Monday, September 24, 2012

9-11 Memorial

   ( Yes, I am very aware that September 11th was almost 2 weeks ago. It's taken me that long to get this on the blog. )

 As a family we have always spent time on September 11th  walking through The Healing Fields by Sandy City Hall. We listen to the stories, read the names of those that died, talk about what happened that day and have even volunteered our time in taking the flags down. If you don't know what The Healing Fields is it is a display that was put up for 10 years in Sandy, Utah to honor those that lost their lives that day. There has always been one flag for each person that died as visual reminder of who was taken from us that day. With the USA flags standing in proxy for each person that died it has also been a reminder of the spirit of the American people. That is what I like to remember most. As a nation we were senselessly attacked that day but we were not defeated. There are stories after stories of how people came together to help one another, even at the expense of their own lives. We did not cower and live in fear. We came together to show our patriotism. We did not let those terrorists win. I remember for months afterward seeing flags flying in almost every yard as a show of solidarity and support for our nation and those whose lives were forever changed.
     We were heartbroken to find out that The Healing Fields was not going to be displayed this year. In our home school studies we have always spent September 11th remembering that day. As September 11th approached this year, my kids and I were trying to come up with a project that we could do that would be a small-scale 9-11 memorial. After throwing around many different ideas we decided to make our own version of The Healing Fields. Using toothpicks as our flag poles, we cut out white pieces of paper and colored the blue rectangles and the red stripes, glued the flags to the toothpicks and stuck them into a Styrofoam board. We made 2,983 flags by hand.
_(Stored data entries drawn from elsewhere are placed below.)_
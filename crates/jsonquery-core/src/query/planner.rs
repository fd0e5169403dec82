/// Query planner
///
/// Validates a request, resolves its source and compiles every stage into a
/// [`QueryPlan`]. All request errors surface here, before any element is read.
use super::limit::Window;
use super::order::{self, Comparator};
use super::predicate::{self, Predicate};
use super::projection::{self, Projection};
use super::request::QueryRequest;
use crate::error::{Error, Result};
use crate::registry::{Collection, SourceRegistry};
use std::fmt;
use std::sync::Arc;
use tracing::debug;

/// Linear pipeline stages, in execution order
#[derive(Debug, Clone, Copy, PartialEq, Eq)]
pub enum PlanStage {
    ResolveSource,
    Filter,
    Sort,
    Paginate,
    Project,
    Materialize,
}

/// Compiled, ready-to-run query
#[derive(Clone)]
pub struct QueryPlan {
    pub(crate) source: String,
    pub(crate) collection: Arc<dyn Collection>,
    pub(crate) filter: Option<Predicate>,
    pub(crate) sort: Option<Comparator>,
    pub(crate) window: Option<Window>,
    pub(crate) projection: Projection,
}

impl QueryPlan {
    /// Name of the source the plan reads
    pub fn source(&self) -> &str {
        &self.source
    }

    pub fn projection(&self) -> &Projection {
        &self.projection
    }

    /// Stages this plan runs, optional ones only when present
    pub fn stages(&self) -> Vec<PlanStage> {
        let mut stages = vec![PlanStage::ResolveSource];
        if self.filter.is_some() {
            stages.push(PlanStage::Filter);
        }
        if self.sort.is_some() {
            stages.push(PlanStage::Sort);
        }
        if self.window.is_some() {
            stages.push(PlanStage::Paginate);
        }
        stages.push(PlanStage::Project);
        stages.push(PlanStage::Materialize);
        stages
    }
}

/// Query planner
#[derive(Debug, Clone, Copy, Default)]
pub struct Planner;

impl Planner {
    /// Create a new planner
    pub fn new() -> Self {
        Self
    }

    /// Plan a request against the sources in `registry`
    pub fn plan(&self, request: &QueryRequest, registry: &SourceRegistry) -> Result<QueryPlan> {
        if request.select.is_empty() {
            return Err(Error::Validation("Select cannot be empty".to_string()));
        }
        if request.from.trim().is_empty() {
            return Err(Error::Validation("From is required".to_string()));
        }
        let window = request.limit.as_ref().map(Window::from_limit).transpose()?;

        let source = registry.get(&request.from)?;
        let schema = source.schema();

        let filter = if request.where_clauses.is_empty() {
            None
        } else {
            Some(predicate::compile(schema, &request.where_clauses)?)
        };

        let sort = if request.order_by.is_empty() {
            None
        } else {
            Some(order::compile(schema, &request.order_by)?)
        };

        let projection = projection::compile(schema, &request.select)?;

        let plan = QueryPlan {
            source: source.name().to_string(),
            collection: source.handle(),
            filter,
            sort,
            window,
            projection,
        };
        debug!(source = %plan.source, plan = %plan, "compiled query plan");
        Ok(plan)
    }
}

impl fmt::Display for PlanStage {
    fn fmt(&self, f: &mut fmt::Formatter<'_>) -> fmt::Result {
        match self {
            PlanStage::ResolveSource => write!(f, "ResolveSource"),
            PlanStage::Filter => write!(f, "Filter"),
            PlanStage::Sort => write!(f, "Sort"),
            PlanStage::Paginate => write!(f, "Paginate"),
            PlanStage::Project => write!(f, "Project"),
            PlanStage::Materialize => write!(f, "Materialize"),
        }
    }
}

impl fmt::Display for QueryPlan {
    fn fmt(&self, f: &mut fmt::Formatter<'_>) -> fmt::Result {
        write!(f, "Project({})", self.projection)?;
        if let Some(ref window) = self.window {
            write!(f, " -> Paginate({})", window)?;
        }
        if let Some(ref sort) = self.sort {
            write!(f, " -> Sort({})", sort)?;
        }
        if let Some(ref filter) = self.filter {
            write!(f, " -> Filter({})", filter)?;
        }
        write!(f, " -> Scan({})", self.source)
    }
}

impl fmt::Debug for QueryPlan {
    fn fmt(&self, f: &mut fmt::Formatter<'_>) -> fmt::Result {
        f.debug_struct("QueryPlan")
            .field("source", &self.source)
            .field("stages", &self.stages())
            .finish()
    }
}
What we thought would be a one day project that would take maybe 5 or 6 hours, turned into a 6 day project that took over 20 hours with 6 of us doing most of the work but 3 or 4 others joining in to help here and there. It was truly a labor of love that caused us to shed blood, sweat and tears (literally). Our flags varied in shape and size and color, not unlike those whose lives they were representing. Some were more faded and worn by the time we finished, others were bright and bold. Some flags stood taller and straighter while others were angled and closer to the ground. Some were short, some were tall, some were wide and some narrow. They all had something in common, though-they were all American flags. They all represented a life that was cut short. Each flag represented many lives affected by the events of that day. Each flag was worth the time and effort it took us. We will keep this memorial and take it out each year (maybe even add new aspects to it) and remember...to never forget.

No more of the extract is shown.